EXERCISE:
Scan the entries for lines with the word "TransferState" and copy those lines.
↓↓↓
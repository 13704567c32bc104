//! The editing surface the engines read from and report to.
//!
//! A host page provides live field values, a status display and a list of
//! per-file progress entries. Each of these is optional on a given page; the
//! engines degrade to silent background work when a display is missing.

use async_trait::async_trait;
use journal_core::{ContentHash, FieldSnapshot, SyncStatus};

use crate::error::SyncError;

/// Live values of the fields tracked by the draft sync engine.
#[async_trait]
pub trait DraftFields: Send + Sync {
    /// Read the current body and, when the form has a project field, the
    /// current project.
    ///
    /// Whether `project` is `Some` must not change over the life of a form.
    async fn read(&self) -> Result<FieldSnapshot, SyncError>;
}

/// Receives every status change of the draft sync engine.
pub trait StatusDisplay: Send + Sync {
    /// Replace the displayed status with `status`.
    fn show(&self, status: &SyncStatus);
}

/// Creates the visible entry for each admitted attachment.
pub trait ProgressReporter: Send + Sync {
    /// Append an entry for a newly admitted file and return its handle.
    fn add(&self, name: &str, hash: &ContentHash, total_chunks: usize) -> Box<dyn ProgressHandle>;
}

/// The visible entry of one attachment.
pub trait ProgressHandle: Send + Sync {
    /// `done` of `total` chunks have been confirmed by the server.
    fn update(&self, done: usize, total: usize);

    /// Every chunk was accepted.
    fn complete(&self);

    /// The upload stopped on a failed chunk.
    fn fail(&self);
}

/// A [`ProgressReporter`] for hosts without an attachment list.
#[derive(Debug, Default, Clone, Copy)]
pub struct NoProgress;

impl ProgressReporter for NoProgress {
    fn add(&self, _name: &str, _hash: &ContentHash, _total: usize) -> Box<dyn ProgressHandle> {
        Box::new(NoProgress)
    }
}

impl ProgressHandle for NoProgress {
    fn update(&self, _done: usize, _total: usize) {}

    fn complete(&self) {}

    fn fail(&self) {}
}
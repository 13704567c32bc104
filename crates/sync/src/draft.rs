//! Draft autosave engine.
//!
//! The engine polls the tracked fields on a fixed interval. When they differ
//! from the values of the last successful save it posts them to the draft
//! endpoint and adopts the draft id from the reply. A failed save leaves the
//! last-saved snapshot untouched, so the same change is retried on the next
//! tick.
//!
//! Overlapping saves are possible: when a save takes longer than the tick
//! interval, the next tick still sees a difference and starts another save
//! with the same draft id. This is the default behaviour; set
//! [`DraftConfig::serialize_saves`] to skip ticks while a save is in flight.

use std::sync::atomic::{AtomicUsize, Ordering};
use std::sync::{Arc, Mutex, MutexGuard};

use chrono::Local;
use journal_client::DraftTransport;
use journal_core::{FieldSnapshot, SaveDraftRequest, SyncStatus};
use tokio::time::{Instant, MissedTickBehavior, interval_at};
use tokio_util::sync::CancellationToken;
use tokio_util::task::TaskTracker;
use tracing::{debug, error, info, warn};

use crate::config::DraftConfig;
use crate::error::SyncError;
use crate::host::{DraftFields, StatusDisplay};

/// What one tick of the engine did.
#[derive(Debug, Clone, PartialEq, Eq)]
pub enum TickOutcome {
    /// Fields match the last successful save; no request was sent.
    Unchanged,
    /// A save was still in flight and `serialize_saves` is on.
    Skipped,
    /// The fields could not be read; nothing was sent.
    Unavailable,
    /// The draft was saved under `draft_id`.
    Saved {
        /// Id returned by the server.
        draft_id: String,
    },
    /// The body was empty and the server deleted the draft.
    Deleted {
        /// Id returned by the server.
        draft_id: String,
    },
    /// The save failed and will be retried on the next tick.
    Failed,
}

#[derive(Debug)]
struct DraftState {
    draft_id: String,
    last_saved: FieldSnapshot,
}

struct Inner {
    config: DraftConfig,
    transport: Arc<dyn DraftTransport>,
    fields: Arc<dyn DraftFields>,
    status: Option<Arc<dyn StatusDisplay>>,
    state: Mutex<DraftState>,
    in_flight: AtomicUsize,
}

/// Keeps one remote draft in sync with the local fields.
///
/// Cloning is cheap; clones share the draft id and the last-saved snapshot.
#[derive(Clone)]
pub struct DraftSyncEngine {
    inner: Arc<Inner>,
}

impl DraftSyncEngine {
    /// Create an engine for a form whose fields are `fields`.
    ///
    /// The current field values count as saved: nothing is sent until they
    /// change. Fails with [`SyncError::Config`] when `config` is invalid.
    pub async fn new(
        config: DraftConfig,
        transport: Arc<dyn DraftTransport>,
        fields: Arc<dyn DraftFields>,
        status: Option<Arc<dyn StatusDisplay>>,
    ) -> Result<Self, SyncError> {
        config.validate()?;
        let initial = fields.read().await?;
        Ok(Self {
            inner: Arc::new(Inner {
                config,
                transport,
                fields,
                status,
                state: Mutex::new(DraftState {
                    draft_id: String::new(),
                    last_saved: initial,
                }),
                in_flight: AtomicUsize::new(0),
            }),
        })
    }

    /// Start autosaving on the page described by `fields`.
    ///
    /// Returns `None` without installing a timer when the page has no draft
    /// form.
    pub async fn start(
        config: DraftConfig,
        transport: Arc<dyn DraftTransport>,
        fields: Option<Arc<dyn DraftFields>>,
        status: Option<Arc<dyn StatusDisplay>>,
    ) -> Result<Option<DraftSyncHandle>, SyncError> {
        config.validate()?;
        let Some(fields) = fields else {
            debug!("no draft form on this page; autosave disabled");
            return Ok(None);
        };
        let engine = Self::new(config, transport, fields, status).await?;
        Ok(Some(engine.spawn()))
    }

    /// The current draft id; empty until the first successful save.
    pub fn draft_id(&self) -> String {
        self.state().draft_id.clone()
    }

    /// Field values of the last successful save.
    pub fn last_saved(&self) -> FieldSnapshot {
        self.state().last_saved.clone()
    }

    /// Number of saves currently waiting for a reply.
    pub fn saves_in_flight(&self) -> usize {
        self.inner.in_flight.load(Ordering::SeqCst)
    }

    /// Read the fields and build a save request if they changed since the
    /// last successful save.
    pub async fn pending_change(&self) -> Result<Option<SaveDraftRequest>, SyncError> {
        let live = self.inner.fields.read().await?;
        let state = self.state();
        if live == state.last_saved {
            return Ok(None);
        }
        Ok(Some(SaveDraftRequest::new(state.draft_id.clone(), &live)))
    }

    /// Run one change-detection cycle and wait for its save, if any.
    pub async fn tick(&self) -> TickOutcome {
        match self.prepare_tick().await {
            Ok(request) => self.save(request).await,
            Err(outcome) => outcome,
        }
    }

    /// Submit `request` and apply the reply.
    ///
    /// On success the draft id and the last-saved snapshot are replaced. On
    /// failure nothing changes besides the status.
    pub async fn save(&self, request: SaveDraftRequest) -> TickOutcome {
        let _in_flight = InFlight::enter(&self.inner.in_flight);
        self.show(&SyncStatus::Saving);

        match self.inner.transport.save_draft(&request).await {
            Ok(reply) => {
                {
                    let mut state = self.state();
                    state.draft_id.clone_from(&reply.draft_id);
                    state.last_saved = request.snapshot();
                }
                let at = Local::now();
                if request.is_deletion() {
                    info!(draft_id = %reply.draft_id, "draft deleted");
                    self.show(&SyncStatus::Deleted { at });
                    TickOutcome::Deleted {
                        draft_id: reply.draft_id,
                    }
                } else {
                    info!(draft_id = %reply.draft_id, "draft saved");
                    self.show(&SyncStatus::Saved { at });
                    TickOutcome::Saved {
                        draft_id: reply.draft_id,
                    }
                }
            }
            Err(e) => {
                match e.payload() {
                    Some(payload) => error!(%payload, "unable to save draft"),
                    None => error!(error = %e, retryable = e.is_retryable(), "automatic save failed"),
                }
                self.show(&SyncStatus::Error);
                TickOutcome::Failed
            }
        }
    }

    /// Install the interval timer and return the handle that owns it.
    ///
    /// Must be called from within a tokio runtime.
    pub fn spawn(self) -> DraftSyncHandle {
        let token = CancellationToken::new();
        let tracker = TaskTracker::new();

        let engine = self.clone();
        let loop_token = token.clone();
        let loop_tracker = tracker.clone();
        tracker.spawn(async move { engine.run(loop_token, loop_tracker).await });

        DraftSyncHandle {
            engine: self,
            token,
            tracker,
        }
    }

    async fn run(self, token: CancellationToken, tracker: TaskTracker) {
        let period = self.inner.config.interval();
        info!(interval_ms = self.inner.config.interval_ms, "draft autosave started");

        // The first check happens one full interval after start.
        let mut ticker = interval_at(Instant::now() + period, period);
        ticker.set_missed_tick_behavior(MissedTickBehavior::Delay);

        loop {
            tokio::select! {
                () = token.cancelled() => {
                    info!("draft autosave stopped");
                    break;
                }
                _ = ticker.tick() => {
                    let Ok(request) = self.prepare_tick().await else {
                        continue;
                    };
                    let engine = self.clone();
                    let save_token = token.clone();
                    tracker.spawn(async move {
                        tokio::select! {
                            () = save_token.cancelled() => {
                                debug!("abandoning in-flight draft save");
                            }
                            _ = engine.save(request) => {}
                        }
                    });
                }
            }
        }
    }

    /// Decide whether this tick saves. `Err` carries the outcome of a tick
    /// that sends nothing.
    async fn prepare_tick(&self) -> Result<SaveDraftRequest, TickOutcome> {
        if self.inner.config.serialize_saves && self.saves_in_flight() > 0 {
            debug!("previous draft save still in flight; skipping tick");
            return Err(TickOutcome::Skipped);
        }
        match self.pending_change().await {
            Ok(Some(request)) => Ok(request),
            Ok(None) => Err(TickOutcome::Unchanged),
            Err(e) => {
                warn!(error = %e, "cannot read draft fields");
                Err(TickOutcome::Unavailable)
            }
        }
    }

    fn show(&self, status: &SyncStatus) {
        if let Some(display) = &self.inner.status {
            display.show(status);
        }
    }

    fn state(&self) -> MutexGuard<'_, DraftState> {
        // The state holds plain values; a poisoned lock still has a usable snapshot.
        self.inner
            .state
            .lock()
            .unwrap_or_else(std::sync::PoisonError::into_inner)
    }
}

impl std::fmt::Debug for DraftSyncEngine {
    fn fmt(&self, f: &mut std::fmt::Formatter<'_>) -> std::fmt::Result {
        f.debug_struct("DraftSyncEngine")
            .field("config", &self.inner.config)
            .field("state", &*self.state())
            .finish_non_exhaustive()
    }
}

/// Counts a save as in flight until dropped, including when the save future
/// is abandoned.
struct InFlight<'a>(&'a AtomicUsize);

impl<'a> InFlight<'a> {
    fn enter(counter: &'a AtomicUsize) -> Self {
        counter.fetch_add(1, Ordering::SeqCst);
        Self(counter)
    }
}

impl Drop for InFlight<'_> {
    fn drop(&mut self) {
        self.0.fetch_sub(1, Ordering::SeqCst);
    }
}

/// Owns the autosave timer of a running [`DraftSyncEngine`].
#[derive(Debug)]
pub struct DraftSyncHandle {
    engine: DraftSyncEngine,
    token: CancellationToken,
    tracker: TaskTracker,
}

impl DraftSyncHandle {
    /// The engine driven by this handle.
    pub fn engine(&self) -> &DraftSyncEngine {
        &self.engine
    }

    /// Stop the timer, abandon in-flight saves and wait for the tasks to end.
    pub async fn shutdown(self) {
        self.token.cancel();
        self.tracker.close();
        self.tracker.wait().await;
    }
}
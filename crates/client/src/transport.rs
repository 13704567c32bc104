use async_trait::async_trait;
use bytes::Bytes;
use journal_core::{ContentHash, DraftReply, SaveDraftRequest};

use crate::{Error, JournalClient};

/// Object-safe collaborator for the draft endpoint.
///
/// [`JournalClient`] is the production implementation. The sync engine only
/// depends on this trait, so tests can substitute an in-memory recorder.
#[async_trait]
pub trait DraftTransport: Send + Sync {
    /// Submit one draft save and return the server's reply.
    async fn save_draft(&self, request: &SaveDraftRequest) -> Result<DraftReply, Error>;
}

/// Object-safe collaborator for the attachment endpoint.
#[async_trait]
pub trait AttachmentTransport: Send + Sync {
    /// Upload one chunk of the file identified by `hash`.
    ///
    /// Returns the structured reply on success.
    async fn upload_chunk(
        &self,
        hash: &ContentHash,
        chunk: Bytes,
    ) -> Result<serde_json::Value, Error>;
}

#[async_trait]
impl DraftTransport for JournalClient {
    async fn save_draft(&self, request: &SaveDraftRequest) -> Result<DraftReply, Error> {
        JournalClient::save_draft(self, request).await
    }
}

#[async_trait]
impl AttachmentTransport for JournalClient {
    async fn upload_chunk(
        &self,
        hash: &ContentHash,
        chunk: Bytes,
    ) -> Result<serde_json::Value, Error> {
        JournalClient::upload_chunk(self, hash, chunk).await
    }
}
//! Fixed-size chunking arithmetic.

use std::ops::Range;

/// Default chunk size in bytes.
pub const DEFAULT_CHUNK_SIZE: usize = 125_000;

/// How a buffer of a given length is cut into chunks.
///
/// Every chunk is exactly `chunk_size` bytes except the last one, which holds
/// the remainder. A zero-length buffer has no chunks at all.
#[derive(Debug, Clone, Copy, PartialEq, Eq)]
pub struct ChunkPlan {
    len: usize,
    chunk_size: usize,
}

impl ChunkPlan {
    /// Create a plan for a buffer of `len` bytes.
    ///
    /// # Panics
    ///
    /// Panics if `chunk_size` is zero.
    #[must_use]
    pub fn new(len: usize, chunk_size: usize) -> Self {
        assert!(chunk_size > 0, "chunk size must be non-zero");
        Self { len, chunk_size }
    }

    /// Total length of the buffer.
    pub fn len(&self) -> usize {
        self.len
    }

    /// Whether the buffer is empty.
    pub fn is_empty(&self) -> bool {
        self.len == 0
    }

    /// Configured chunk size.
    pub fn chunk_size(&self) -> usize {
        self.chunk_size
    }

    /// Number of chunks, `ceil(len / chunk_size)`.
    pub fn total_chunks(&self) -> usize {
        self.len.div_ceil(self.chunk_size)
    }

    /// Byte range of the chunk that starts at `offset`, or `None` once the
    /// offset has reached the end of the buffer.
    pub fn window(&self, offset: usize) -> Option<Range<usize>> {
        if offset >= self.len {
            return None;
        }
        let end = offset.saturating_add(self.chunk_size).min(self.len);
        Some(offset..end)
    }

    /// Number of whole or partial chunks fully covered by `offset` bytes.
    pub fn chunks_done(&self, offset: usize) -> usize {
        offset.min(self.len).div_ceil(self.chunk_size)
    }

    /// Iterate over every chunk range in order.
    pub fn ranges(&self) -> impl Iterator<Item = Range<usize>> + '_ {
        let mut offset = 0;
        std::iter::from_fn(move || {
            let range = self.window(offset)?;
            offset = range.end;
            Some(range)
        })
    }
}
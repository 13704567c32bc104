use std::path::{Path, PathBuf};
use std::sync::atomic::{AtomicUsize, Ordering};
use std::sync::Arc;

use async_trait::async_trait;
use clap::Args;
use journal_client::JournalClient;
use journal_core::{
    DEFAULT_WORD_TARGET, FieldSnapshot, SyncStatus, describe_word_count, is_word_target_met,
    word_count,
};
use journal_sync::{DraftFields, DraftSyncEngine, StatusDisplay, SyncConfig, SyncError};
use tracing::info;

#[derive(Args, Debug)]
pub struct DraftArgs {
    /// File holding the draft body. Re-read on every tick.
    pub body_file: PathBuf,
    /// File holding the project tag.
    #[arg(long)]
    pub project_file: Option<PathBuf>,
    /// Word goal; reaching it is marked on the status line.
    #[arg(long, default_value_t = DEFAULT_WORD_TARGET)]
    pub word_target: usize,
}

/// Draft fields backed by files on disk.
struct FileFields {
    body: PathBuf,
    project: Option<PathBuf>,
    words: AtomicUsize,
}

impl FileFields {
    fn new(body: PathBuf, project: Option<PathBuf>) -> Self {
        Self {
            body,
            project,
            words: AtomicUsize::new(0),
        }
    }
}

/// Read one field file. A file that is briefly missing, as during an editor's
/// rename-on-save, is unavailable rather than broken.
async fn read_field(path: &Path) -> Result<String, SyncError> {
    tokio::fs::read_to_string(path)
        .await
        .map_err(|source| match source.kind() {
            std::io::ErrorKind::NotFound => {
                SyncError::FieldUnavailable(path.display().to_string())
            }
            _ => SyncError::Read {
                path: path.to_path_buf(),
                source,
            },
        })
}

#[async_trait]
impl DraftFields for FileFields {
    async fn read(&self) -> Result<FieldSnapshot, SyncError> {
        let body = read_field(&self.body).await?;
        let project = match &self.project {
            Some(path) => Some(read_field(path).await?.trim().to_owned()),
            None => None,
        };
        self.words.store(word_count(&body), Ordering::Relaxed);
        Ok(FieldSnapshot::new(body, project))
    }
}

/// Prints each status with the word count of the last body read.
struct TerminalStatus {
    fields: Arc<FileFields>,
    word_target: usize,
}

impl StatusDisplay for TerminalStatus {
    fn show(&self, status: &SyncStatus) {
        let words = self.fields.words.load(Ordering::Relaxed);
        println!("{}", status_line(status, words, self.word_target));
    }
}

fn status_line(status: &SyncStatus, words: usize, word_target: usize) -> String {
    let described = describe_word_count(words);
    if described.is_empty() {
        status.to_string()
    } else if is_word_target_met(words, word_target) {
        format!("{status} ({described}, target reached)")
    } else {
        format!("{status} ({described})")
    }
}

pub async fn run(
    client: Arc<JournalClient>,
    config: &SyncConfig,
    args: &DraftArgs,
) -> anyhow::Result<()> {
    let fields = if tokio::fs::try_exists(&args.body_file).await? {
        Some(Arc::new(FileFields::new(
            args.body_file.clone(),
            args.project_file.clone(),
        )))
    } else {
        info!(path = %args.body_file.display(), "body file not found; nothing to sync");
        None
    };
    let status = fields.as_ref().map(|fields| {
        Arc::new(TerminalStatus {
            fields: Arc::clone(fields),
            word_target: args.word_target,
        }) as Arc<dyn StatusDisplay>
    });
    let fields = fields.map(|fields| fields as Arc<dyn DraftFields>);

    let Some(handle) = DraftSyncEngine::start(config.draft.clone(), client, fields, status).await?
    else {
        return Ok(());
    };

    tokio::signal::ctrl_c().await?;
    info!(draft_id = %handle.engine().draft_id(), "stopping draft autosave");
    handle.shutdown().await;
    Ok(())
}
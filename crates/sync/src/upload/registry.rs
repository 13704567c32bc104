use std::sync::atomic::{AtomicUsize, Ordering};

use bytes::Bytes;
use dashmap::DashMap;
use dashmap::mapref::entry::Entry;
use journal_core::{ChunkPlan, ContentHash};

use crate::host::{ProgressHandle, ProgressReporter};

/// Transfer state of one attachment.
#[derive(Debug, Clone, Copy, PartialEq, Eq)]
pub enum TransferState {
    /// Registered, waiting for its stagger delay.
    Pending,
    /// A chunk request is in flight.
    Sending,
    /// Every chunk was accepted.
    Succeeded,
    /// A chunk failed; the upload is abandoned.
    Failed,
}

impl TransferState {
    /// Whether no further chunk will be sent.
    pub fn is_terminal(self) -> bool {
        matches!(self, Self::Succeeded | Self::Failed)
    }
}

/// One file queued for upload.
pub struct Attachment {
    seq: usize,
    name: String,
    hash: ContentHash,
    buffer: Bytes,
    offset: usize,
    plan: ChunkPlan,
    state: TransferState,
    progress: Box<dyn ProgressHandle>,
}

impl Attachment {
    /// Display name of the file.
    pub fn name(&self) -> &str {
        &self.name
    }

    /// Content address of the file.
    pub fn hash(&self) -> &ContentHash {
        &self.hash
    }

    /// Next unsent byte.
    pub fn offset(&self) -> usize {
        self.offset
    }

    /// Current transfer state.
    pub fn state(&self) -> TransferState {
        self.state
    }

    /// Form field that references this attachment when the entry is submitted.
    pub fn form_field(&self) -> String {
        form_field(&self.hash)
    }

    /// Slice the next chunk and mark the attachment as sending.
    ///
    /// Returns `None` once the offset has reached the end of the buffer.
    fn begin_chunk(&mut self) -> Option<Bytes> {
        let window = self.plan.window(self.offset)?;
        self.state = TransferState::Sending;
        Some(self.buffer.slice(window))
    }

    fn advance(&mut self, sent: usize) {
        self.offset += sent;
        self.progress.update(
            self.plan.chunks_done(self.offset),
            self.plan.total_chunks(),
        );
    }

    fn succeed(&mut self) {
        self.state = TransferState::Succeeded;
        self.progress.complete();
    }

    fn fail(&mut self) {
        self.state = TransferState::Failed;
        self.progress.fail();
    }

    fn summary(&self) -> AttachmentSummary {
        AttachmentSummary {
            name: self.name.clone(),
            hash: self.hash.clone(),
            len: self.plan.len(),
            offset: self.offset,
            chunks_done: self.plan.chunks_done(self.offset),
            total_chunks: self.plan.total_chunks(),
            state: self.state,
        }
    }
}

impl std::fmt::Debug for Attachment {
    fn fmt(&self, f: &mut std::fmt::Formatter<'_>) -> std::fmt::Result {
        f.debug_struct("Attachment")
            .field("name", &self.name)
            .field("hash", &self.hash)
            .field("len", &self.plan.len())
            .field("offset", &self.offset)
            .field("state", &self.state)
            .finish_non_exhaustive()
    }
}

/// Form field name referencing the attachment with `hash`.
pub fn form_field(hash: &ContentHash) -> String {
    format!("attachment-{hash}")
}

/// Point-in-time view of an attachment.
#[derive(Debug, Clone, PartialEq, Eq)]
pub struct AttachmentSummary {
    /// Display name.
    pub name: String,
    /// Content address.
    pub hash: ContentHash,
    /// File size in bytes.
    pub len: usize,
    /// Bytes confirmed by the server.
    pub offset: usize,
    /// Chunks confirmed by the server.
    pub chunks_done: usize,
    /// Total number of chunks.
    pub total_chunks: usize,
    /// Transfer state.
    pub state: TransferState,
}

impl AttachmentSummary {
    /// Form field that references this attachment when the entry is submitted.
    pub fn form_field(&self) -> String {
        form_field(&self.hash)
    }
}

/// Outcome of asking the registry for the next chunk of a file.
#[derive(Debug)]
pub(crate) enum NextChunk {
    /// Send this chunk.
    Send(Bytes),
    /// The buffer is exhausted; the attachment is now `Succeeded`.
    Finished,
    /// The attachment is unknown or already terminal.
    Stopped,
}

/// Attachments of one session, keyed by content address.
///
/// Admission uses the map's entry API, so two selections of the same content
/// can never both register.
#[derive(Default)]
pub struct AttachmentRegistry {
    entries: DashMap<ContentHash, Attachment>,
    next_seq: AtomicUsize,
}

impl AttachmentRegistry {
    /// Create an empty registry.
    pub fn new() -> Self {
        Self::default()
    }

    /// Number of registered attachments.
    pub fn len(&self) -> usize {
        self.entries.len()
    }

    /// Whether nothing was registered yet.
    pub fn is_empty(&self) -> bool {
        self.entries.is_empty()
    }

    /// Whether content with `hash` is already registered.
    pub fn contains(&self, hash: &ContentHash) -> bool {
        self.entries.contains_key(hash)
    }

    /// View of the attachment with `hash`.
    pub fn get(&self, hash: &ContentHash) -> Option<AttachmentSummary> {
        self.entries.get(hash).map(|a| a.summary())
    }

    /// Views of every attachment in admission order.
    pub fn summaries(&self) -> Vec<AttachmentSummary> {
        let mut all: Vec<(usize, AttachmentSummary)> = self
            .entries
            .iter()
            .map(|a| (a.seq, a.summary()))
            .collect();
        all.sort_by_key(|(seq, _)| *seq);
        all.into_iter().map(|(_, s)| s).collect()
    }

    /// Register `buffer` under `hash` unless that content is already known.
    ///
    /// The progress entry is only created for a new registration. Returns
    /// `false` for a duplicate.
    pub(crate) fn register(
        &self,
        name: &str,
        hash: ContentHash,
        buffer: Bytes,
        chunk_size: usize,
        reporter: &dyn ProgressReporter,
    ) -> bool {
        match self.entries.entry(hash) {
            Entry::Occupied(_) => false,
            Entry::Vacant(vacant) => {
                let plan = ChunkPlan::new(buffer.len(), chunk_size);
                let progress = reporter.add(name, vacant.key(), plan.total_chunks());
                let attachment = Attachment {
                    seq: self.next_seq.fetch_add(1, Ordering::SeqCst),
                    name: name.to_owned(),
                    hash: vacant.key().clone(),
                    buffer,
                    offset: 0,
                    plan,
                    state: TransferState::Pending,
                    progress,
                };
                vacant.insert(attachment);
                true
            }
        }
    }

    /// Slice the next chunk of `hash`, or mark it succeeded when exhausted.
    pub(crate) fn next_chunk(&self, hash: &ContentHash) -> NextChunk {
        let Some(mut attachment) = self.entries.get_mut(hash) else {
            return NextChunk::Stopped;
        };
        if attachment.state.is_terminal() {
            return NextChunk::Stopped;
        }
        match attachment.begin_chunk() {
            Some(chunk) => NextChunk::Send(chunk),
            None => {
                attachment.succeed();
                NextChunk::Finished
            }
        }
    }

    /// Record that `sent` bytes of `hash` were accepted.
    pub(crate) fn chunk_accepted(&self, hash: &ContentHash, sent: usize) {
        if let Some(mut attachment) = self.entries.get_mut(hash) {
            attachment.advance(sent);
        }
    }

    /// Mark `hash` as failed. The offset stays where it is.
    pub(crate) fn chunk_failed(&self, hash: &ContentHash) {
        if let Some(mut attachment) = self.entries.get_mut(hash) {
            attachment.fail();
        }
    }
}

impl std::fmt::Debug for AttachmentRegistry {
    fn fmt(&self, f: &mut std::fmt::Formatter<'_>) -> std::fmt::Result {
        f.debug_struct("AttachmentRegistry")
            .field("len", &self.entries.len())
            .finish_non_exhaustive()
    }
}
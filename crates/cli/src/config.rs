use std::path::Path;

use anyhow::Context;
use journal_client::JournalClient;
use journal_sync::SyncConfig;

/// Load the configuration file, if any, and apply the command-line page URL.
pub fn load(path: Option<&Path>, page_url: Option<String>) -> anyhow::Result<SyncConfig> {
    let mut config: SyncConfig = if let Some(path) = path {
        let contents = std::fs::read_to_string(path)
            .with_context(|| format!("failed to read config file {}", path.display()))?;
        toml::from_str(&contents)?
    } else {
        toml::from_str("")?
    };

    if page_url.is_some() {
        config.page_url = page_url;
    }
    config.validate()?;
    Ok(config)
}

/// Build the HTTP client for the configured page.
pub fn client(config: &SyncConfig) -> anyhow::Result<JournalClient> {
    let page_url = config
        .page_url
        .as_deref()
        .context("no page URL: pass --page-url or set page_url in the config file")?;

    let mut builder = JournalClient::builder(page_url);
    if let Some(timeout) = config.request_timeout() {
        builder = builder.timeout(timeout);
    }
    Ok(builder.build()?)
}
↑↑↑
YOUR RESPONSE:
pub enum TransferState {
impl TransferState {
    state: TransferState,
    pub fn state(&self) -> TransferState {
        self.state = TransferState::Sending;
        self.state = TransferState::Succeeded;
        self.state = TransferState::Failed;
    pub state: TransferState,
                    state: TransferState::Pending,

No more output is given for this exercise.